[REQUIRED ACTION]: Which lines in the material below contain the word "TraceLayer"? Copy each of them.

[SUPPLIED MATERIAL]:

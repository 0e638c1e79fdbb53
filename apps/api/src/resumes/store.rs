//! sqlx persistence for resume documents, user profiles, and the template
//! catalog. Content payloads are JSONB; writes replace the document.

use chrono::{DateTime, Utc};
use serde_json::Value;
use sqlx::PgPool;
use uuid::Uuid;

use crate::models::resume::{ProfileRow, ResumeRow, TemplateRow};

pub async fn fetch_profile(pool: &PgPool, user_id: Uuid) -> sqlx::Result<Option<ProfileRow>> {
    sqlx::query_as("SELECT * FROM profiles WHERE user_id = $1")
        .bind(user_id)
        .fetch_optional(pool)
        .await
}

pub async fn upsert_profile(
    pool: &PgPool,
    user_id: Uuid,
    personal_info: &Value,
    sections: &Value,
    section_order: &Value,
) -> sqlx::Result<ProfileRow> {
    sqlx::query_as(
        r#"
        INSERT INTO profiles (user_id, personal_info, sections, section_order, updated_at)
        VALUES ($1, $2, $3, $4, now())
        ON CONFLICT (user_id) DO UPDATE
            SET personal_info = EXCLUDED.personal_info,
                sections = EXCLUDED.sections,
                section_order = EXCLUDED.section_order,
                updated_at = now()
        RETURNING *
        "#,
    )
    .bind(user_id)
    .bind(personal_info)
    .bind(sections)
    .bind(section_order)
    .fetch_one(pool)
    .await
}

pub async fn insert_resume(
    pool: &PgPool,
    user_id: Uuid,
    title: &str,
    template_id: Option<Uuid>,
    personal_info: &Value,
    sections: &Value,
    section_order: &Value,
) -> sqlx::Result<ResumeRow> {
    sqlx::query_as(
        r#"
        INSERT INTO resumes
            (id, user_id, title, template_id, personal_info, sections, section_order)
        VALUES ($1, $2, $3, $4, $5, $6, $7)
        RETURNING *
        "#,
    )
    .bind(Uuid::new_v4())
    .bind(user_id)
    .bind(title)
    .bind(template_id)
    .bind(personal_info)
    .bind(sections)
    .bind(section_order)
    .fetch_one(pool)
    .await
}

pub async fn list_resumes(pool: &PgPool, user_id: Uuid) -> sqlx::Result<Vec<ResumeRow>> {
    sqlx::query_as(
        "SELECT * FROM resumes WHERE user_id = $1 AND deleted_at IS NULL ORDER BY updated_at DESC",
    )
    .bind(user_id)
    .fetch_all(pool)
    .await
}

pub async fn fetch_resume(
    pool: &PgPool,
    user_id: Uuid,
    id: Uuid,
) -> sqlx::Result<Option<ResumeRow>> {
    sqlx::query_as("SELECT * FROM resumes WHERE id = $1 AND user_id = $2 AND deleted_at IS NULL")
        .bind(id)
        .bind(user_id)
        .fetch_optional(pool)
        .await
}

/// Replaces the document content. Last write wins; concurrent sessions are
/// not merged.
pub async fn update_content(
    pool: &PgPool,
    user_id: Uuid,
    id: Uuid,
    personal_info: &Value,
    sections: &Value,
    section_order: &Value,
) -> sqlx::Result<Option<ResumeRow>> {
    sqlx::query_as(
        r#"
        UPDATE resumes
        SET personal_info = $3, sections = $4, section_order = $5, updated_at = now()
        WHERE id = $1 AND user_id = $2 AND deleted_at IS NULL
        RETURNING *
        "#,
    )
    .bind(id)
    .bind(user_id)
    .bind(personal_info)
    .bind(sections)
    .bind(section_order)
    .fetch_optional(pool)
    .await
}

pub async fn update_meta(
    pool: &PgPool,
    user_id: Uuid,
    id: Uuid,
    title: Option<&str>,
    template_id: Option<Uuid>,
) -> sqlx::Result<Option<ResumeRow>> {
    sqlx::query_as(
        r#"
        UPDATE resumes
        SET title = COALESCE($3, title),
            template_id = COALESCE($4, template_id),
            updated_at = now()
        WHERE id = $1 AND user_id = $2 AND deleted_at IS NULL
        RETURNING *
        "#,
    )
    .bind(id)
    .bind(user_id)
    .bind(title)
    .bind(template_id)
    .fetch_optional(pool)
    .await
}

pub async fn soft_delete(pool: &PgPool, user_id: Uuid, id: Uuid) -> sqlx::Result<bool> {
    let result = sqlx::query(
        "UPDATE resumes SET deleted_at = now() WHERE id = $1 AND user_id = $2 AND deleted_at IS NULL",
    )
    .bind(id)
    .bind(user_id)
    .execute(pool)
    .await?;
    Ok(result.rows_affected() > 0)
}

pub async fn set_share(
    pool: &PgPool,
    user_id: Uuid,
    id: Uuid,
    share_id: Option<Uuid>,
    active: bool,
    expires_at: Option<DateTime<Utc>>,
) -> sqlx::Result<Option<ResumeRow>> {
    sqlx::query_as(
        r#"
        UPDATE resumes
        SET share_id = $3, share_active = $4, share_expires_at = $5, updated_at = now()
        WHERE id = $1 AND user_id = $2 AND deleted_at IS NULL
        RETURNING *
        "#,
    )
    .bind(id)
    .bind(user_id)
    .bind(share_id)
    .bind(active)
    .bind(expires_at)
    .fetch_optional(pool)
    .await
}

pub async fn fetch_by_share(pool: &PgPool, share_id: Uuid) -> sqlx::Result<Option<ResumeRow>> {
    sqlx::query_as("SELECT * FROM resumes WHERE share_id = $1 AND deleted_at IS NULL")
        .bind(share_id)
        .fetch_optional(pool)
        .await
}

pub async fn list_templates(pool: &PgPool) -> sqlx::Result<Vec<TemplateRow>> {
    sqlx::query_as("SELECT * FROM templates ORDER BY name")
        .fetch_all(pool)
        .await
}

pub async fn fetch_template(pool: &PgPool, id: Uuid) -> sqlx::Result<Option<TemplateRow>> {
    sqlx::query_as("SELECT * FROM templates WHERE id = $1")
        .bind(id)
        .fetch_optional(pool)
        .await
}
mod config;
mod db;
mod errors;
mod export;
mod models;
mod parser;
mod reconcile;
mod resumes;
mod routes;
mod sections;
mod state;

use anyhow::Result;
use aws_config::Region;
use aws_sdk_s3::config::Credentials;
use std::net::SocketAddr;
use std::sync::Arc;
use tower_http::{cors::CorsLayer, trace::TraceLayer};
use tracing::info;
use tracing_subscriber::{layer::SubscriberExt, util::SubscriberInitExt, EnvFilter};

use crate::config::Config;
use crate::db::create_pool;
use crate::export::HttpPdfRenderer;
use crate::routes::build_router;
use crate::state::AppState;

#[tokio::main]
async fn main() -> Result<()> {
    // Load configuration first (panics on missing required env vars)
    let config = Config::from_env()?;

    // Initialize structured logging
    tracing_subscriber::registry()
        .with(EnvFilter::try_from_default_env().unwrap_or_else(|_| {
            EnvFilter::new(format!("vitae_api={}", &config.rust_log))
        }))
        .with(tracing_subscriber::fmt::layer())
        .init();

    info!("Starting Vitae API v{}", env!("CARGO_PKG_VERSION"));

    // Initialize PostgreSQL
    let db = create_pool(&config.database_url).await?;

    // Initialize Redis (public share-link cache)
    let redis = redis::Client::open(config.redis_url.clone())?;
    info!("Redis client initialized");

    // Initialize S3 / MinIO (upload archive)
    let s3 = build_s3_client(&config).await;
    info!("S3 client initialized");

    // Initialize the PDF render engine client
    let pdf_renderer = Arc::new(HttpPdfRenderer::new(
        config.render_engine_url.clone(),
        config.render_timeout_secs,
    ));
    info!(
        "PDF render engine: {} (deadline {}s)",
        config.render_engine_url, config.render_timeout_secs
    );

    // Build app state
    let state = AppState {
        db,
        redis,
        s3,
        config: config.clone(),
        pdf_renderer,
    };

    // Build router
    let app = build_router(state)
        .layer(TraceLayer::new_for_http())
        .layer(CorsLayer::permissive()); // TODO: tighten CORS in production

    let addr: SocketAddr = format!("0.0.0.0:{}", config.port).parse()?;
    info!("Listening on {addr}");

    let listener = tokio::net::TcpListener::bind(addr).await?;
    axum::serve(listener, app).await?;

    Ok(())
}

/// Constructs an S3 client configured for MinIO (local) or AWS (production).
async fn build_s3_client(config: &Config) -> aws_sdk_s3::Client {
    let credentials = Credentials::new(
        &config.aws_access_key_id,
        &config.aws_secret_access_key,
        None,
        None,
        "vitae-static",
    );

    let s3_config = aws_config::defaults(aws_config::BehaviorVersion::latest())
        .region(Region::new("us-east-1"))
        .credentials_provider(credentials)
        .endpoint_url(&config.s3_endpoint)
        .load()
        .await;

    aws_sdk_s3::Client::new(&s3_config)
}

==

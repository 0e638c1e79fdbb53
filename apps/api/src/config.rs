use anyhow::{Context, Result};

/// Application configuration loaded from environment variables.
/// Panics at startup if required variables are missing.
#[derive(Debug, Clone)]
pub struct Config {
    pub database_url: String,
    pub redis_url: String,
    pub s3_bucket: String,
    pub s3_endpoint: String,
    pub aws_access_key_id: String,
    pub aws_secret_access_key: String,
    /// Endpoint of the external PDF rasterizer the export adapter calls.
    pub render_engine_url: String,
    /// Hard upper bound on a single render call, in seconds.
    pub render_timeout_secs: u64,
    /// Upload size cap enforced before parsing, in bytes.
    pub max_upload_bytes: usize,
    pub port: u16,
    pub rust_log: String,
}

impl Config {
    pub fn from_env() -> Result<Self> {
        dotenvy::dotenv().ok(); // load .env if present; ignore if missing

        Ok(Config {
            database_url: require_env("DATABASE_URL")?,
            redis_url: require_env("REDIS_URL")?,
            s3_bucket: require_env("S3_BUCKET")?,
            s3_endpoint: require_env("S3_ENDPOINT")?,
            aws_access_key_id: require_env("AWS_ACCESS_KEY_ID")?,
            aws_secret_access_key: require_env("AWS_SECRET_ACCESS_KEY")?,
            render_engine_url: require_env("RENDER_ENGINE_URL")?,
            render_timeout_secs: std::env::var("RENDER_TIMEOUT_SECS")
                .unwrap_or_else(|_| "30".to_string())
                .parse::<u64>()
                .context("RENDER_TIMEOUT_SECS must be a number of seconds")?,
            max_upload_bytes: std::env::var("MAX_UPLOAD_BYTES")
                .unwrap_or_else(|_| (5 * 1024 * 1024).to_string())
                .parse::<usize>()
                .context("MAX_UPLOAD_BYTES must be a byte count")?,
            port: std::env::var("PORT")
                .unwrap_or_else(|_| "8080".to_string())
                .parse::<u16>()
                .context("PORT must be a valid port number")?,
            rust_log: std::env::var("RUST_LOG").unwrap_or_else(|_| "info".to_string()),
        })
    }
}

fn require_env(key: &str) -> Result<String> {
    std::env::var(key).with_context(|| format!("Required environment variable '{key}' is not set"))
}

[TASK RESPONSE]:
use tower_http::{cors::CorsLayer, trace::TraceLayer};
        .layer(TraceLayer::new_for_http())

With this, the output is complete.